A farmer, or a school teacher, or a meteorologist, or an astronaut.
Dream: Own a cat sanctuary.
2. Can you tell us more about your work and what are the main ideas you would like to express?
Much of our inspiration is technology inspired – by either the latest gadgets, games, or by hours of daily web browsing. You often see Internet memes and gaming characters pop up in our work. We want people to take adventure with our work to a place that that doesn’t exist in the natural world.
3. How do you start the process of making work?
Everything starts from an idea. From the smallest to biggest projects, it all stems from a thought one of us had, that the other helped push into something more. We have an idea book where every possible idea gets written down in. We are constantly sending ourselves emails at 4AM with ideas.
4. Do you consider the viewer, when making your work?
The viewer is the invisible partner in Reed + Rader. We constantly think about the viewer who looks at the work and how we can make it an exciting new experience for them. We want to make them feel something – make them smile, make them laugh, make them hate it. Our big goal right now is to push interactivity in our work, having the user not have a passive experience of just looking but instead becoming a part of it and controlling. This role is crucial to us.
5. Name 3 artists that have inspired your work?
The internet community and all of our friends.
Friends With You.
David Lachapelle.
6. Name 3 of your least favourite artists.
We’re especially attracted to artists pushing the technological boundaries of art and with artists that completely dream up magical impossible worlds for us to live in.

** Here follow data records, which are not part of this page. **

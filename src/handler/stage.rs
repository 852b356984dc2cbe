//! Stage axis handler speaking the motion-controller wire protocol.
//!
//! Each controller axis gets its own handler. A handler owns the axis's soft
//! limits, its cached position, and its pending motion target; the serial
//! connection itself is shared through a [`CommandChannel`] and is never
//! written to by any other component.
//!
//! ## Motion lifecycle
//!
//! `Idle -> Moving -> Idle`. A move enters `Moving` by setting the motion
//! target and issuing `{axis}PA{position}`; a background watcher polls
//! `{axis}TP` each polling interval and exits once the position delta stays
//! under the settle epsilon for one interval, publishing a single
//! [`AxisEvent::Stopped`] per motion episode and clearing the target.
//!
//! A second move on an axis whose target is still pending is a no-op, which
//! prevents command stacking from queuing unbounded travel.
//!
//! ## Abort latency
//!
//! `halt` sends the hardware stop command immediately, but the watcher only
//! observes the abort on its next iteration, so the stop notification can lag
//! by up to one polling interval (bounded at 150 ms by configuration).

use std::sync::{Arc, Mutex as StdMutex};
use std::time::Duration;

use async_trait::async_trait;
use chrono::Utc;
use log::{debug, info, warn};
use tokio::sync::{broadcast, watch, Mutex};

use super::{AxisEvent, HandlerInfo, Positioner};
use crate::config::TimingConfig;
use crate::error::{AppResult, ScopeError};
use crate::protocol::CommandChannel;
use crate::safety::MotionChecker;

/// Last known XY position of the stage, shared by the two plane axes.
///
/// Each axis handler updates its own component; safety checks snapshot the
/// pair. Kept behind its own lock rather than as free-floating state.
#[derive(Clone, Default)]
pub struct SharedPlanePosition {
    inner: Arc<StdMutex<[f64; 2]>>,
}

impl SharedPlanePosition {
    /// Create a shared position at the origin.
    pub fn new() -> Self {
        Self::default()
    }

    /// Record a fresh reading for one plane component (0 = x, 1 = y).
    pub fn update(&self, role: usize, value: f64) {
        self.lock()[role] = value;
    }

    /// Current `[x, y]` pair.
    pub fn snapshot(&self) -> [f64; 2] {
        *self.lock()
    }

    fn lock(&self) -> std::sync::MutexGuard<'_, [f64; 2]> {
        match self.inner.lock() {
            Ok(guard) => guard,
            Err(poisoned) => poisoned.into_inner(),
        }
    }
}

/// One controller axis, addressed as `{axis}PA` / `{axis}TP` / `{axis}ST`
/// on the wire.
pub struct StageAxisHandler {
    info: HandlerInfo,
    axis: usize,
    channel: CommandChannel,

    limits: Mutex<(f64, f64)>,
    cached_position: Arc<Mutex<f64>>,
    motion_target: Arc<Mutex<Option<f64>>>,

    // Safety wiring; absent for axes outside the XY plane.
    checker: Option<Arc<MotionChecker>>,
    plane: SharedPlanePosition,
    plane_role: Option<usize>,

    // Motion profile used for timeline estimates.
    velocity: f64,
    stabilization: Duration,

    polling_interval: Duration,
    settle_epsilon: f64,

    events_tx: broadcast::Sender<AxisEvent>,
    abort_tx: watch::Sender<bool>,
}

impl StageAxisHandler {
    /// Create a handler for `axis` with wide-open soft limits.
    pub fn new(
        info: HandlerInfo,
        axis: usize,
        channel: CommandChannel,
        timing: &TimingConfig,
    ) -> Self {
        let (events_tx, _) = broadcast::channel(64);
        let (abort_tx, _) = watch::channel(false);

        Self {
            info,
            axis,
            channel,
            limits: Mutex::new((f64::NEG_INFINITY, f64::INFINITY)),
            cached_position: Arc::new(Mutex::new(0.0)),
            motion_target: Arc::new(Mutex::new(None)),
            checker: None,
            plane: SharedPlanePosition::new(),
            plane_role: None,
            velocity: 5.0,
            stabilization: Duration::from_millis(50),
            polling_interval: timing.polling_interval,
            settle_epsilon: timing.settle_epsilon,
            events_tx,
            abort_tx,
        }
    }

    /// Set the soft travel limits.
    pub fn with_limits(mut self, min: f64, max: f64) -> Self {
        self.limits = Mutex::new((min, max));
        self
    }

    /// Wire this axis into the XY safety plane as component `role`
    /// (0 = x, 1 = y).
    pub fn with_safety(
        mut self,
        checker: Arc<MotionChecker>,
        plane: SharedPlanePosition,
        role: usize,
    ) -> Self {
        self.checker = Some(checker);
        self.plane = plane;
        self.plane_role = Some(role);
        self
    }

    /// Set the motion profile used for `movement_time` estimates.
    pub fn with_motion_profile(mut self, velocity: f64, stabilization: Duration) -> Self {
        self.velocity = velocity;
        self.stabilization = stabilization;
        self
    }

    /// Handler identity.
    pub fn info(&self) -> &HandlerInfo {
        &self.info
    }

    /// Subscribe to motion status notifications.
    pub fn events(&self) -> broadcast::Receiver<AxisEvent> {
        self.events_tx.subscribe()
    }

    async fn query_position(&self) -> AppResult<f64> {
        let response = self.channel.query_value(&format!("{}TP", self.axis)).await?;
        let position = response.trim().parse::<f64>().map_err(|_| {
            ScopeError::Protocol(format!("malformed position response: '{}'", response))
        })?;
        *self.cached_position.lock().await = position;
        if let Some(role) = self.plane_role {
            self.plane.update(role, position);
        }
        Ok(position)
    }

    async fn clear_target(&self) {
        *self.motion_target.lock().await = None;
    }

    fn spawn_watcher(&self) {
        let channel = self.channel.clone();
        let cached = self.cached_position.clone();
        let target = self.motion_target.clone();
        let plane = self.plane.clone();
        let plane_role = self.plane_role;
        let events = self.events_tx.clone();
        let abort = self.abort_tx.subscribe();
        let axis = self.axis;
        let interval = self.polling_interval;
        let epsilon = self.settle_epsilon;

        tokio::spawn(async move {
            let mut previous = f64::NAN;
            loop {
                tokio::time::sleep(interval).await;
                let aborted = *abort.borrow();

                let position = match channel.query_value(&format!("{}TP", axis)).await {
                    Ok(response) => match response.trim().parse::<f64>() {
                        Ok(position) => position,
                        Err(_) => {
                            warn!("axis {} watcher: malformed position '{}'", axis, response);
                            continue;
                        }
                    },
                    Err(e) => {
                        warn!("axis {} watcher: position poll failed: {}", axis, e);
                        *target.lock().await = None;
                        break;
                    }
                };

                *cached.lock().await = position;
                if let Some(role) = plane_role {
                    plane.update(role, position);
                }

                let converged = !previous.is_nan() && (position - previous).abs() < epsilon;
                if aborted || converged {
                    *target.lock().await = None;
                    let _ = events.send(AxisEvent::Stopped {
                        axis,
                        position,
                        timestamp: Utc::now(),
                    });
                    debug!(
                        "axis {} settled at {} ({})",
                        axis,
                        position,
                        if aborted { "aborted" } else { "converged" }
                    );
                    break;
                }
                previous = position;
            }
        });
    }
}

We don’t get too excited about real world art or art that is about capturing some natural beauty.
7. What defines something as a work of art?

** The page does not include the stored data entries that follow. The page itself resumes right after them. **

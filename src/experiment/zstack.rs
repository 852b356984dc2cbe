//! Z-stack experiment generator.
//!
//! Steps the focus axis through evenly spaced altitudes and fires the
//! configured camera/light groupings at every slice. Representative of the
//! wider family of generators: per-slice motion laid out from handler timing
//! estimates, per-group exposures separated by the global time epsilon, and a
//! defensive hold keeping drift-prone actuators pinned through long exposures.

use std::time::Duration;

use rust_decimal::Decimal;

use super::time_epsilon;
use crate::config::TimingConfig;
use crate::error::{AppResult, ScopeError};
use crate::handler::{HandlerId, HandlerRegistry};
use crate::table::{decimal_secs, ActionParameter, ActionTable};

/// One camera/light pairing exposed at every slice.
#[derive(Debug, Clone)]
pub struct ExposureGroup {
    /// Camera taking the exposure.
    pub camera: HandlerId,
    /// Light providing illumination for it.
    pub light: HandlerId,
    /// Exposure duration.
    pub exposure: Duration,
}

/// Parameters for a Z-stack acquisition.
#[derive(Debug, Clone)]
pub struct ZStackExperiment {
    z_handler: HandlerId,
    groups: Vec<ExposureGroup>,
    num_slices: usize,
    slice_height: f64,
    num_reps: usize,
    rep_duration: Duration,
}

impl ZStackExperiment {
    /// Describe a stack of `num_slices` slices spaced `slice_height` apart,
    /// driven on the `z_handler` axis.
    pub fn new(z_handler: HandlerId, num_slices: usize, slice_height: f64) -> Self {
        Self {
            z_handler,
            groups: Vec::new(),
            num_slices,
            slice_height,
            num_reps: 1,
            rep_duration: Duration::ZERO,
        }
    }

    /// Add a camera/light grouping exposed at every slice.
    pub fn with_group(mut self, camera: HandlerId, light: HandlerId, exposure: Duration) -> Self {
        self.groups.push(ExposureGroup {
            camera,
            light,
            exposure,
        });
        self
    }

    /// Repeat the stack `num_reps` times, each repetition starting
    /// `rep_duration` after the previous one began (or immediately after it
    /// finished, when it runs longer than that).
    pub fn with_reps(mut self, num_reps: usize, rep_duration: Duration) -> Self {
        self.num_reps = num_reps;
        self.rep_duration = rep_duration;
        self
    }

    /// Lay out the complete timeline: sorted, tombstone-free, starting at 0.
    pub fn generate(
        &self,
        registry: &HandlerRegistry,
        timing: &TimingConfig,
    ) -> AppResult<ActionTable> {
        if self.num_slices == 0 {
            return Err(ScopeError::Configuration(
                "Z-stack needs at least one slice".to_string(),
            ));
        }
        if !self.slice_height.is_finite() || self.slice_height < 0.0 {
            return Err(ScopeError::Configuration(format!(
                "invalid slice height {}",
                self.slice_height
            )));
        }

        // Resolve every handler up front; a capability mismatch is a
        // composition error, not a mid-run surprise.
        let z = registry.positioner(self.z_handler)?;
        let mut groups = Vec::with_capacity(self.groups.len());
        for group in &self.groups {
            let camera = registry.camera(group.camera)?;
            registry.light(group.light)?;
            groups.push((group, camera));
        }

        let mut table = ActionTable::from_timing(timing);
        let mut current = Decimal::ZERO;
        let mut ready_time = Decimal::ZERO;
        let mut previous_altitude = 0.0;

        for rep in 0..self.num_reps.max(1) {
            let rep_start = current;

            for slice in 0..self.num_slices {
                let altitude = slice as f64 * self.slice_height;
                let (motion, stabilization) = z.movement_time(previous_altitude, altitude);
                table.add_action(
                    current,
                    self.z_handler,
                    ActionParameter::Value(decimal_from(altitude)?),
                );
                current += decimal_secs(motion) + decimal_secs(stabilization);

                let mut exposure_end = current;
                for (index, (group, camera)) in groups.iter().enumerate() {
                    let group_time = current + time_epsilon() * Decimal::from(index as u64);
                    let exposure = decimal_secs(group.exposure);

                    table.add_action(group_time, group.light, ActionParameter::Toggle(true));
                    table.add_action(group_time, group.camera, ActionParameter::Value(exposure));
                    table.add_action(
                        group_time + exposure,
                        group.light,
                        ActionParameter::Toggle(false),
                    );

                    exposure_end = exposure_end.max(group_time + exposure);
                    ready_time = ready_time.max(
                        group_time + exposure + decimal_secs(camera.time_between_exposures()),
                    );
                }

                // Pin the actuator at the target altitude across the exposure
                // window so drift actuators cannot creep mid-exposure.
                table.add_action(
                    exposure_end,
                    self.z_handler,
                    ActionParameter::Value(decimal_from(altitude)?),
                );
                current = exposure_end;
                previous_altitude = altitude;
            }

            // Return to the starting altitude; the final hold waits for the
            // slowest camera so the next repetition can expose immediately.
            let (motion, stabilization) = z.movement_time(previous_altitude, 0.0);
            let return_time = current + decimal_secs(motion) + decimal_secs(stabilization);
            current = return_time.max(ready_time);
            table.add_action(current, self.z_handler, ActionParameter::Value(Decimal::ZERO));
            previous_altitude = 0.0;

            if rep + 1 < self.num_reps {
                let paced = rep_start + decimal_secs(self.rep_duration);
                current = current.max(paced);
            }
        }

        table.sort();
        table.clear_bad_entries();
        table.enforce_positive_timepoints();
        table.validate()?;
        Ok(table)
    }
}

fn decimal_from(value: f64) -> AppResult<Decimal> {
    Decimal::from_f64_retain(value)
        .ok_or_else(|| ScopeError::Configuration(format!("non-finite value {}", value)))
}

Personal opinion. Creative human energies.
8. In times of austerity, do you think art has a moral obligation to respond topically?
Not just in times like these but art always should a response to culture.
9. Anytime, any place – which artist’s body would you most like to inhabit?
Mister Wubba
10. What is your favourite ‘ism’?
Wubbaism.
11. What was the most intelligent thing that someone said or wrote about your work?
When we were first starting out and more vulnerable someone told us to make work for ourselves instead of trying to fit in and make some sort of stake in the status quo. To a struggling paranoid young artist this was invaluable encouragement.
12. And the dumbest?
“I like it” – then they move on…
13. Which artists would you most like to rip off, sorry, I mean appropriate as a critique of originality and authorship?
Everyone, every day. There is a 7,000,000,000 person repository of great ideas out there. A lot of them are on the internet and that makes it a little bit easier to probe and be inspired by them. We live in a culture of remixing. Our greatest ideas are made by assembling inspiration from the minds of hundreds of others, putting our own unique spin on them, and birthing something new.
14. Do you care what your art costs? State your reasons!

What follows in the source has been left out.